**TASK OBJECTIVE**
Copy out, from the data, each line containing the string "knowledges".

--- THE DATA ---

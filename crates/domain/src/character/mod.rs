//! Character record and freebie ledger.
//!
//! Only base dots and freebie counters are stored. Every total is derived on
//! read (see `game_systems::derivation`). Field names and map keys follow the
//! persisted sheet document exactly, so `serde_json` round-trips a saved
//! character byte-for-byte.

mod keys;
mod priorities;

use serde::{Deserialize, Serialize};
use std::collections::BTreeMap;

use crate::reference::{
    clan_name, Ability, AbilityCategory, Attribute, AttributeGroup, Background, Clan, Discipline,
    Virtue, DEFAULT_GENERATION,
};

pub use keys::{FreebieTarget, SpecialtyTarget, TraitKey, TraitKind};
pub use priorities::{Priorities, PriorityCategory, PrioritySlot};

/// Dots keyed by a stable trait enum.
pub type DotMap<K> = BTreeMap<K, u8>;

/// Starting freebie balance.
pub const STARTING_FREEBIES: u32 = 15;

// =============================================================================
// Concept
// =============================================================================

/// Identity fields from the concept page.
#[derive(Debug, Clone, PartialEq, Eq, Serialize, Deserialize)]
pub struct Concept {
    pub name: String,
    pub player: String,
    pub chronicle: String,
    pub concept: String,
    #[serde(with = "clan_name")]
    pub clan: Option<Clan>,
    pub sire: String,
    pub nature: String,
    pub demeanor: String,
    pub generation: u8,
}

impl Default for Concept {
    fn default() -> Self {
        Self {
            name: String::new(),
            player: String::new(),
            chronicle: String::new(),
            concept: String::new(),
            clan: None,
            sire: String::new(),
            nature: String::new(),
            demeanor: String::new(),
            generation: DEFAULT_GENERATION,
        }
    }
}

// =============================================================================
// Attribute and ability dot grids
// =============================================================================

/// Dots for the nine attributes, split by group.
#[derive(Debug, Clone, PartialEq, Eq, Serialize, Deserialize)]
pub struct AttributeDots {
    pub physical: DotMap<Attribute>,
    pub social: DotMap<Attribute>,
    pub mental: DotMap<Attribute>,
}

impl AttributeDots {
    /// Every attribute set to `value`.
    pub fn filled(value: u8) -> Self {
        let fill = |group: AttributeGroup| group.attributes().into_iter().map(|a| (a, value)).collect();
        Self {
            physical: fill(AttributeGroup::Physical),
            social: fill(AttributeGroup::Social),
            mental: fill(AttributeGroup::Mental),
        }
    }

    pub fn group(&self, group: AttributeGroup) -> &DotMap<Attribute> {
        match group {
            AttributeGroup::Physical => &self.physical,
            AttributeGroup::Social => &self.social,
            AttributeGroup::Mental => &self.mental,
        }
    }

    fn group_mut(&mut self, group: AttributeGroup) -> &mut DotMap<Attribute> {
        match group {
            AttributeGroup::Physical => &mut self.physical,
            AttributeGroup::Social => &mut self.social,
            AttributeGroup::Mental => &mut self.mental,
        }
    }

    pub fn get(&self, attribute: Attribute) -> Option<u8> {
        self.group(attribute.group()).get(&attribute).copied()
    }

    pub fn set(&mut self, attribute: Attribute, value: u8) {
        self.group_mut(attribute.group()).insert(attribute, value);
    }

    /// Whether each group holds exactly its own three attributes.
    pub fn has_exact_keys(&self) -> bool {
        AttributeGroup::ALL.into_iter().all(|group| {
            let map = self.group(group);
            map.len() == 3 && group.attributes().iter().all(|a| map.contains_key(a))
        })
    }

    pub fn iter(&self) -> impl Iterator<Item = (Attribute, u8)> + '_ {
        AttributeGroup::ALL
            .into_iter()
            .flat_map(move |g| self.group(g).iter().map(|(a, v)| (*a, *v)))
    }
}

/// Dots for the thirty abilities, split by category.
#[derive(Debug, Clone, PartialEq, Eq, Serialize, Deserialize)]
pub struct AbilityDots {
    pub talents: DotMap<Ability>,
    pub skills: DotMap<Ability>,
    pub knowledges: DotMap<Ability>,
}

impl AbilityDots {
    pub fn filled(value: u8) -> Self {
        let fill = |cat: AbilityCategory| cat.abilities().into_iter().map(|a| (a, value)).collect();
        Self {
            talents: fill(AbilityCategory::Talents),
            skills: fill(AbilityCategory::Skills),
            knowledges: fill(AbilityCategory::Knowledges),
        }
    }

    pub fn category(&self, category: AbilityCategory) -> &DotMap<Ability> {
        match category {
            AbilityCategory::Talents => &self.talents,
            AbilityCategory::Skills => &self.skills,
            AbilityCategory::Knowledges => &self.knowledges,
        }
    }

    fn category_mut(&mut self, category: AbilityCategory) -> &mut DotMap<Ability> {
        match category {
            AbilityCategory::Talents => &mut self.talents,
            AbilityCategory::Skills => &mut self.skills,
            AbilityCategory::Knowledges => &mut self.knowledges,
        }
    }

    pub fn get(&self, ability: Ability) -> Option<u8> {
        self.category(ability.category()).get(&ability).copied()
    }

    pub fn set(&mut self, ability: Ability, value: u8) {
        self.category_mut(ability.category()).insert(ability, value);
    }

    pub fn has_exact_keys(&self) -> bool {
        AbilityCategory::ALL.into_iter().all(|cat| {
            let map = self.category(cat);
            map.len() == 10 && cat.abilities().iter().all(|a| map.contains_key(a))
        })
    }

    pub fn iter(&self) -> impl Iterator<Item = (Ability, u8)> + '_ {
        AbilityCategory::ALL
            .into_iter()
            .flat_map(move |c| self.category(c).iter().map(|(a, v)| (*a, *v)))
    }
}

/// Base attribute dots plus their priority ranking.
#[derive(Debug, Clone, PartialEq, Eq, Serialize, Deserialize)]
pub struct AttributeAllocation {
    #[serde(flatten)]
    pub dots: AttributeDots,
    pub priorities: Priorities<AttributeGroup>,
}

impl Default for AttributeAllocation {
    fn default() -> Self {
        Self {
            dots: AttributeDots::filled(1),
            priorities: Priorities::default(),
        }
    }
}

/// Base ability dots plus their priority ranking.
#[derive(Debug, Clone, PartialEq, Eq, Serialize, Deserialize)]
pub struct AbilityAllocation {
    #[serde(flatten)]
    pub dots: AbilityDots,
    pub priorities: Priorities<AbilityCategory>,
}

impl Default for AbilityAllocation {
    fn default() -> Self {
        Self {
            dots: AbilityDots::filled(0),
            priorities: Priorities::default(),
        }
    }
}

/// Sparse free-text specialties per ability, split by category.
#[derive(Debug, Clone, Default, PartialEq, Eq, Serialize, Deserialize)]
pub struct AbilitySpecialties {
    pub talents: BTreeMap<Ability, String>,
    pub skills: BTreeMap<Ability, String>,
    pub knowledges: BTreeMap<Ability, String>,
}

impl AbilitySpecialties {
    pub fn category(&self, category: AbilityCategory) -> &BTreeMap<Ability, String> {
        match category {
            AbilityCategory::Talents => &self.talents,
            AbilityCategory::Skills => &self.skills,
            AbilityCategory::Knowledges => &self.knowledges,
        }
    }

    pub fn get(&self, ability: Ability) -> Option<&str> {
        self.category(ability.category())
            .get(&ability)
            .map(String::as_str)
    }

    pub fn set(&mut self, ability: Ability, text: String) {
        let map = match ability.category() {
            AbilityCategory::Talents => &mut self.talents,
            AbilityCategory::Skills => &mut self.skills,
            AbilityCategory::Knowledges => &mut self.knowledges,
        };
        map.insert(ability, text);
    }

    /// Whether every key sits under its own category.
    pub fn is_well_placed(&self) -> bool {
        AbilityCategory::ALL
            .into_iter()
            .all(|cat| self.category(cat).keys().all(|a| a.category() == cat))
    }
}

// =============================================================================
// Builder
// =============================================================================

/// Base build: everything the allocation pages write.
#[derive(Debug, Clone, PartialEq, Eq, Serialize, Deserialize)]
pub struct Builder {
    pub concept: Concept,
    pub attributes: AttributeAllocation,
    pub attr_specialties: BTreeMap<Attribute, String>,
    pub abilities: AbilityAllocation,
    pub specialties: AbilitySpecialties,
    pub disciplines: DotMap<Discipline>,
    pub backgrounds: DotMap<Background>,
    pub virtues: DotMap<Virtue>,
    pub notes: String,
    #[serde(rename = "meritsFlaws")]
    pub merits_flaws: String,
}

---

**SOLUTION FOR THIS PROBLEM**
    pub knowledges: DotMap<Ability>,
            knowledges: fill(AbilityCategory::Knowledges),
            AbilityCategory::Knowledges => &self.knowledges,
            AbilityCategory::Knowledges => &mut self.knowledges,
    pub knowledges: BTreeMap<Ability, String>,
            AbilityCategory::Knowledges => &self.knowledges,
            AbilityCategory::Knowledges => &mut self.knowledges,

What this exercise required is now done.